Isn't it funny how one minute you can be fine, and the next, you're not? I've had about 10 days of feeling really good, being able to get on with my life without needing to weep all the time. Then yesterday afternoon, it all crashed in on me again, and with no warning. And now I'm back to feeling weepy and fragile.
And of course, today would be the day that I had planned to meet up with my NCT mums and their babies.... and the day I'd agreed to babysit Ella...
When I was with the NCT mums, I took a turn at holding all the little ones so that their mums could have tea/ deal with their firstborns/ go to the loo/ etc, and so that I could also get my fill of holding a baby again. In retrospect, that may not have been a wise idea. It made me so aware of how all these women have TWO children, and I only have the one. I know that I am lucky to have one, when there are so many women who either can't conceive, or who have lost their firstborn, but right now, one is not enough.
A few minutes ago I was sitting giving Ella a bottle, looking into her little eyes, and I couldn't help myself wishing she was Zoe, or thinking about how Zoe would be this size, but with blue eyes. You know how when you're breastfeeding any baby crying, or any strong emotion you feel towards a baby, will set your boobs off leaking? Well, looking at this little one, I could almost feel mine starting, although of course, there's no milk.... It's heartbreaking.
I want my little baby. It's just not fair that Nellie's been denied her little sister, or that Graeme & I have been denied our little girl. Our family is not complete without her. It's just not fair.

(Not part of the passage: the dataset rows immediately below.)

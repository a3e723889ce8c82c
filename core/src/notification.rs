use serde::Serialize;

#[derive(Debug, Clone, Copy, PartialEq, Eq, Serialize)]
#[serde(rename_all = "snake_case")]
pub enum NotificationLevel {
    Success,
    Error,
    Info,
    Warning,
}

/// Transient message for the user.
#[derive(Debug, Clone, PartialEq, Eq, Serialize)]
pub struct Notification {
    pub message: String,
    pub level: NotificationLevel,
}

impl Notification {
    pub fn new(level: NotificationLevel, message: impl Into<String>) -> Self {
        Self {
            message: message.into(),
            level,
        }
    }

    pub fn success(message: impl Into<String>) -> Self {
        Self::new(NotificationLevel::Success, message)
    }

    pub fn error(message: impl Into<String>) -> Self {
        Self::new(NotificationLevel::Error, message)
    }

    pub fn info(message: impl Into<String>) -> Self {
        Self::new(NotificationLevel::Info, message)
    }
}
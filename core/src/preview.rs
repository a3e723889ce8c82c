use crate::model::PreviewResponse;
use crate::render::escape_text;
use serde::Serialize;

pub const EMPTY_CELL_LABEL: &str = "(Empty cell)";

#[derive(Debug, Clone, PartialEq, Eq, Serialize)]
pub struct PreviewLine {
    pub label: String,
    pub text: String,
    pub is_empty: bool,
}

/// Summary block plus row listing for a staged file.
#[derive(Debug, Clone, PartialEq, Eq, Serialize)]
pub struct PreviewView {
    pub filename: String,
    pub total_rows: u32,
    pub non_empty_rows: usize,
    pub empty_rows: usize,
    pub truncation_notice: Option<String>,
    pub rows: Vec<PreviewLine>,
}

impl PreviewView {
    /// Counts cover the returned rows only; `total_rows` is the server's figure.
    pub fn from_response(response: &PreviewResponse) -> Self {
        let empty_rows = response.content.iter().filter(|row| row.is_empty).count();
        let non_empty_rows = response.content.len() - empty_rows;
        let shown = response.content.len();
        let truncation_notice = (response.total_rows as usize > shown)
            .then(|| format!("Showing first {shown} rows for preview"));

        let rows = response
            .content
            .iter()
            .map(|row| PreviewLine {
                label: format!("Row {}", row.row),
                text: if row.is_empty {
                    EMPTY_CELL_LABEL.to_string()
                } else {
                    escape_text(&row.text)
                },
                is_empty: row.is_empty,
            })
            .collect();

        Self {
            filename: response.filename.clone(),
            total_rows: response.total_rows,
            non_empty_rows,
            empty_rows,
            truncation_notice,
            rows,
        }
    }
}
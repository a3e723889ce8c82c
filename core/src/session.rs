//! Translation sessions and the controller that owns their poller.

use crate::api::{TranslatorApi, UploadRequest};
use crate::config::{ClientConfig, FeedKind};
use crate::error::ClientResult;
use crate::event::AppEvent;
use crate::feed::open_feed;
use crate::intake::StagedFile;
use crate::model::MessageKind;
use crate::poller::PollerHandle;
use crate::render::MessageBlock;
use crate::settings::LanguageSelection;
use chrono::{Local, Utc};
use log::{info, warn};
use std::sync::atomic::{AtomicI64, Ordering};
use std::sync::Arc;
use std::time::Duration;
use tokio::sync::mpsc::UnboundedSender;

static LAST_SESSION_MILLIS: AtomicI64 = AtomicI64::new(0);

/// Session token derived from the current time in milliseconds. Two calls in
/// the same millisecond still get distinct tokens.
pub fn generate_session_id() -> String {
    let now = Utc::now().timestamp_millis();
    let mut previous = LAST_SESSION_MILLIS.load(Ordering::SeqCst);
    loop {
        let next = now.max(previous + 1);
        match LAST_SESSION_MILLIS.compare_exchange(previous, next, Ordering::SeqCst, Ordering::SeqCst) {
            Ok(_) => return next.to_string(),
            Err(actual) => previous = actual,
        }
    }
}

/// Time of day as shown in the processing region.
pub fn local_timestamp() -> String {
    Local::now().format("%H:%M:%S").to_string()
}

#[derive(Debug, Clone, PartialEq, Eq)]
pub struct Session {
    pub id: String,
    pub file_name: String,
    pub source_lang: String,
    pub target_lang_1: String,
    pub target_lang_2: String,
    pub domain: String,
}

impl Session {
    pub fn new(file_name: &str, selection: &LanguageSelection) -> Self {
        Self {
            id: generate_session_id(),
            file_name: file_name.to_string(),
            source_lang: selection.source_lang.clone(),
            target_lang_1: selection.target_lang_1.clone(),
            target_lang_2: selection.target_lang_2.clone(),
            domain: selection.domain.clone(),
        }
    }

    /// Lines the client writes into the processing region before uploading.
    pub fn preamble(&self, timestamp: &str) -> Vec<MessageBlock> {
        let mut lines = vec![
            "🚀 Starting dual-language translation process...".to_string(),
            format!("📁 File: {}", self.file_name),
            format!(
                "🌐 Translation 1: {} → {} (Column C)",
                self.source_lang, self.target_lang_1
            ),
            format!(
                "🌐 Translation 2: {} → {} (Column D)",
                self.source_lang, self.target_lang_2
            ),
        ];
        if !self.domain.is_empty() {
            lines.push(format!("🎯 Domain: {}", self.domain));
        }
        lines.push("📤 Uploading file to server...".to_string());
        lines
            .iter()
            .map(|line| MessageBlock::local(MessageKind::Info, line, timestamp))
            .collect()
    }
}

/// Submits jobs and keeps at most one poller alive.
pub struct SessionController {
    api: Arc<dyn TranslatorApi>,
    feed: FeedKind,
    poll_interval: Duration,
    events: UnboundedSender<AppEvent>,
    active: Option<PollerHandle>,
}

impl SessionController {
    pub fn new(
        api: Arc<dyn TranslatorApi>,
        config: &ClientConfig,
        events: UnboundedSender<AppEvent>,
    ) -> Self {
        Self {
            api,
            feed: config.feed,
            poll_interval: config.timing.poll_interval(),
            events,
            active: None,
        }
    }

    pub async fn submit(
        &self,
        session: &Session,
        file: &StagedFile,
        api_key: &str,
        selection: &LanguageSelection,
    ) -> ClientResult<()> {
        self.api
            .upload(UploadRequest {
                file,
                api_key,
                selection,
                session_id: &session.id,
            })
            .await?;
        info!("session {} accepted for {}", session.id, session.file_name);
        Ok(())
    }

    /// Starts following `session_id`, stopping whatever poller ran before.
    pub fn begin_polling(&mut self, session_id: &str) {
        if let Some(previous) = self.active.take() {
            warn!(
                "cancelling poller for session {} in favour of {}",
                previous.session_id(),
                session_id
            );
            previous.cancel();
        }
        let feed = open_feed(self.feed, self.api.clone(), session_id, self.poll_interval);
        self.active = Some(PollerHandle::spawn(session_id, feed, self.events.clone()));
    }

    pub fn is_active(&self, session_id: &str) -> bool {
        self.active
            .as_ref()
            .is_some_and(|handle| handle.session_id() == session_id)
    }

    pub fn active_session(&self) -> Option<&str> {
        self.active.as_ref().map(PollerHandle::session_id)
    }

    /// Forgets the poller for `session_id` once it has reported its end.
    pub fn finish(&mut self, session_id: &str) {
        if self.is_active(session_id) {
            self.active = None;
        }
    }

    pub fn cancel(&mut self) {
        if let Some(handle) = self.active.take() {
            info!("stopping poller for session {}", handle.session_id());
            handle.cancel();
        }
    }
}

#[cfg(test)]
mod tests {
    use super::*;

    #[test]
    fn session_ids_are_numeric_and_unique() {
        let first = generate_session_id();
        let second = generate_session_id();
        assert!(first.parse::<i64>().is_ok());
        assert!(second.parse::<i64>().unwrap() > first.parse::<i64>().unwrap());
    }

    #[test]
    fn preamble_mentions_domain_only_when_set() {
        let mut selection = LanguageSelection::default();
        let session = Session::new("menu.xlsx", &selection);
        let lines = session.preamble("09:00:00");
        assert_eq!(lines.len(), 5);
        assert_eq!(lines[1].header, "[09:00:00] 📁 File: menu.xlsx");
        assert_eq!(
            lines[3].header,
            "[09:00:00] 🌐 Translation 2: Chinese → Japanese (Column D)"
        );

        selection.domain = "Restaurant".into();
        let session = Session::new("menu.xlsx", &selection);
        let lines = session.preamble("09:00:00");
        assert_eq!(lines.len(), 6);
        assert_eq!(lines[4].header, "[09:00:00] 🎯 Domain: Restaurant");
    }
}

But it's pointless getting all worked up about it, because it's not going to change anything - and I think that's the hardest of all to bear... that no matter how much I may stamp my feet, wail, beg, plead, or yell, nothing will bring Zoe back. Nothing will change the fact that she is gone. And I miss her so much.
PS. To the NCT ladies who follow the blog: Please don't feel guilty about any of this - I really DID enjoy myself this morning. It was lovely seeing you, and your little ones are just gorgeous, and I loved holding them. And I meant what I said about babysitting for you. It's just that I've been so fine for a while that I wasn't expecting to react the way I did...
1 comment:
a step at a time - good days and bad Nicole - but loved by God throughout it all!
hang in there sis -it's great you were willing to help with the babies, and while it makes the loss more acute - I think it is therapeutic!